Saved entries
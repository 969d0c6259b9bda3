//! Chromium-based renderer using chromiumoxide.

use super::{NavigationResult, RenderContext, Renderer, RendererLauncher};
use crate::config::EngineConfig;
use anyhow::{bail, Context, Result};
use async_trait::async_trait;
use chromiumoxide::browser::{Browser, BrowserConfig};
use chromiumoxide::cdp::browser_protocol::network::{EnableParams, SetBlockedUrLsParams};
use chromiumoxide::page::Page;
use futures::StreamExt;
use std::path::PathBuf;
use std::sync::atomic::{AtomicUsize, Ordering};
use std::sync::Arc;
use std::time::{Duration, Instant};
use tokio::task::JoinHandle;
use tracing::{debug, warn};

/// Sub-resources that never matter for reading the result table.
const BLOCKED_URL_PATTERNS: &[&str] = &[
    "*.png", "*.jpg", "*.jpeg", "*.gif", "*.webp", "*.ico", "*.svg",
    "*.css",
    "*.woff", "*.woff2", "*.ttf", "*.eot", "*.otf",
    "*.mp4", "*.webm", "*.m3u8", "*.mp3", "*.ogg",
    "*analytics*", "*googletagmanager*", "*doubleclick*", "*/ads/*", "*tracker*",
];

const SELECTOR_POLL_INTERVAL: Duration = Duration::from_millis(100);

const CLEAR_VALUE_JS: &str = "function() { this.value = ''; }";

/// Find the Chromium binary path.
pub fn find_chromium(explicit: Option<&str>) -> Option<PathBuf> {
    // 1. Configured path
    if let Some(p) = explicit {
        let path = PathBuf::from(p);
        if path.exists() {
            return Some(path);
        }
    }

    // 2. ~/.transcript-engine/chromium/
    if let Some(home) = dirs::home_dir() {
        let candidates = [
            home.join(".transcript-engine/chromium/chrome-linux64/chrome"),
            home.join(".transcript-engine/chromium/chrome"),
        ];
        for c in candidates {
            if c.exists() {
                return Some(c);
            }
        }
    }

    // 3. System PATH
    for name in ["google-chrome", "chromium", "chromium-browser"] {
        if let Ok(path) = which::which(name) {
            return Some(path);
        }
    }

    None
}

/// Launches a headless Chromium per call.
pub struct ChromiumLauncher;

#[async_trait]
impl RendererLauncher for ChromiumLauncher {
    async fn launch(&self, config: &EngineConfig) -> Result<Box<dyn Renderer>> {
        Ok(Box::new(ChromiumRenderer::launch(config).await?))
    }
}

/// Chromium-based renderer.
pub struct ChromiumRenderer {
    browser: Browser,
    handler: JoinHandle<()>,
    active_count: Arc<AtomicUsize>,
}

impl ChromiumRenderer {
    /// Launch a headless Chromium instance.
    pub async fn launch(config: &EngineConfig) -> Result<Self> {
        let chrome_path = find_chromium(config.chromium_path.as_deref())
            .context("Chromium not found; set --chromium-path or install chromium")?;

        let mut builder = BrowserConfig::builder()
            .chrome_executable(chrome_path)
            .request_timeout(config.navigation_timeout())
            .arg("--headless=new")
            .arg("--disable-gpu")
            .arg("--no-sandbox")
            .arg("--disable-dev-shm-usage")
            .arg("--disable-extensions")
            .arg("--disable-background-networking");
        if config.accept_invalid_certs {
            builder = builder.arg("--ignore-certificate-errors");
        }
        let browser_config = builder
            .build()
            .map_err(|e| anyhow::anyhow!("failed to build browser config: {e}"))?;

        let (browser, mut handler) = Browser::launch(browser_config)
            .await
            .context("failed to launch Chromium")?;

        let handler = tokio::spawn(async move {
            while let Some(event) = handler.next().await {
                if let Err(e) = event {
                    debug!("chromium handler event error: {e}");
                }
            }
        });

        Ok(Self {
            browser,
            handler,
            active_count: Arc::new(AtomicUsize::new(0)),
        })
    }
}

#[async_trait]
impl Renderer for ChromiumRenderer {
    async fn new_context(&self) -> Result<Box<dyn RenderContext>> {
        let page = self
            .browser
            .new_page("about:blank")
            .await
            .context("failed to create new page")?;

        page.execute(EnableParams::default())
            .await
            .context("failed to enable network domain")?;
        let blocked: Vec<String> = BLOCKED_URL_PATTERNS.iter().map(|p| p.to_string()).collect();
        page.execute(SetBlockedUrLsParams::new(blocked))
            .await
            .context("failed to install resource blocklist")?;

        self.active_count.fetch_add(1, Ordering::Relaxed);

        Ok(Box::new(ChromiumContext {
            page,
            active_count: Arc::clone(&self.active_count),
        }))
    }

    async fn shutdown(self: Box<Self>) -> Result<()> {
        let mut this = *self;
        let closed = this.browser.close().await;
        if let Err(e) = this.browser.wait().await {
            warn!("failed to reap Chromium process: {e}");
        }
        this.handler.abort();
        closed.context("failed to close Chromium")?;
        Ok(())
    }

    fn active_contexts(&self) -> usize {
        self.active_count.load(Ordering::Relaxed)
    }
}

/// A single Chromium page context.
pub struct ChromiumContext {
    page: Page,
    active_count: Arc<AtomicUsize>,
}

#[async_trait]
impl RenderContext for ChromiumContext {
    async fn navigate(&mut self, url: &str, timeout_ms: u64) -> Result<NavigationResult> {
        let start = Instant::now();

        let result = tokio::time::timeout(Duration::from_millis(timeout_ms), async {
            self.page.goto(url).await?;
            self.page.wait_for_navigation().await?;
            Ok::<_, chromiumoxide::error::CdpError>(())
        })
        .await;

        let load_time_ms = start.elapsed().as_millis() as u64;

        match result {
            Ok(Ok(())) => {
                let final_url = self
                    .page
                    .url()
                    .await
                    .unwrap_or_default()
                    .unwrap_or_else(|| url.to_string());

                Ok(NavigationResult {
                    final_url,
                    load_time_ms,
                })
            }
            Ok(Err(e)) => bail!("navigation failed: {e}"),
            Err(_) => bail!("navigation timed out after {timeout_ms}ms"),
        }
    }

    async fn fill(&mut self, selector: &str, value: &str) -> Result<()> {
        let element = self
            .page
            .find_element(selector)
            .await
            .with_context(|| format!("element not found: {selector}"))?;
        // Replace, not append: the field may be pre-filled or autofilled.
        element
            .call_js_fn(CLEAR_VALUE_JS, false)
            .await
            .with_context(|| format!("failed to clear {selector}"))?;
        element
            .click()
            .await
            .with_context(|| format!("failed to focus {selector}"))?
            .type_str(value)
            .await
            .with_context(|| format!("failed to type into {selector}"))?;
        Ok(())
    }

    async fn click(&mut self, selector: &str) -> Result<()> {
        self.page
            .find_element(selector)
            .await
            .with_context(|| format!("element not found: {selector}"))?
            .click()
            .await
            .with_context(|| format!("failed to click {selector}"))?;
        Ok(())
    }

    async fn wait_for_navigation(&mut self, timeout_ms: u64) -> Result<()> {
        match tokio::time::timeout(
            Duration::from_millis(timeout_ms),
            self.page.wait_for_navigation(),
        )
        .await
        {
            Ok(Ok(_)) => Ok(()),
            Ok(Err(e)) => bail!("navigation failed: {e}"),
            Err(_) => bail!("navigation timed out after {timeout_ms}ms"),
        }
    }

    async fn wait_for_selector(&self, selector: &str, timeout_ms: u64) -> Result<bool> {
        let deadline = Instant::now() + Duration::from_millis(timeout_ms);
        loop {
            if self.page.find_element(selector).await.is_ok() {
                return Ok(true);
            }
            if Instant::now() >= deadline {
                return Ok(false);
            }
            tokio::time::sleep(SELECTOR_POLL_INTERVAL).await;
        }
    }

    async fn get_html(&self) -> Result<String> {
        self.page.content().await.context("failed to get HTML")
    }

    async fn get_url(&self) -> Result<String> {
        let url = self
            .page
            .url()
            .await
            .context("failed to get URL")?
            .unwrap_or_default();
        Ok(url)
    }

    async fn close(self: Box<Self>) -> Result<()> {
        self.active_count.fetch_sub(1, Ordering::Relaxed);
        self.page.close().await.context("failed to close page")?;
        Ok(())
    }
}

**ACTIVITY**
In the lines above, spot each one that contains the word "PathBuf" and copy it.

**THE ANSWER**
use std::path::PathBuf;
pub fn find_chromium(explicit: Option<&str>) -> Option<PathBuf> {
        let path = PathBuf::from(p);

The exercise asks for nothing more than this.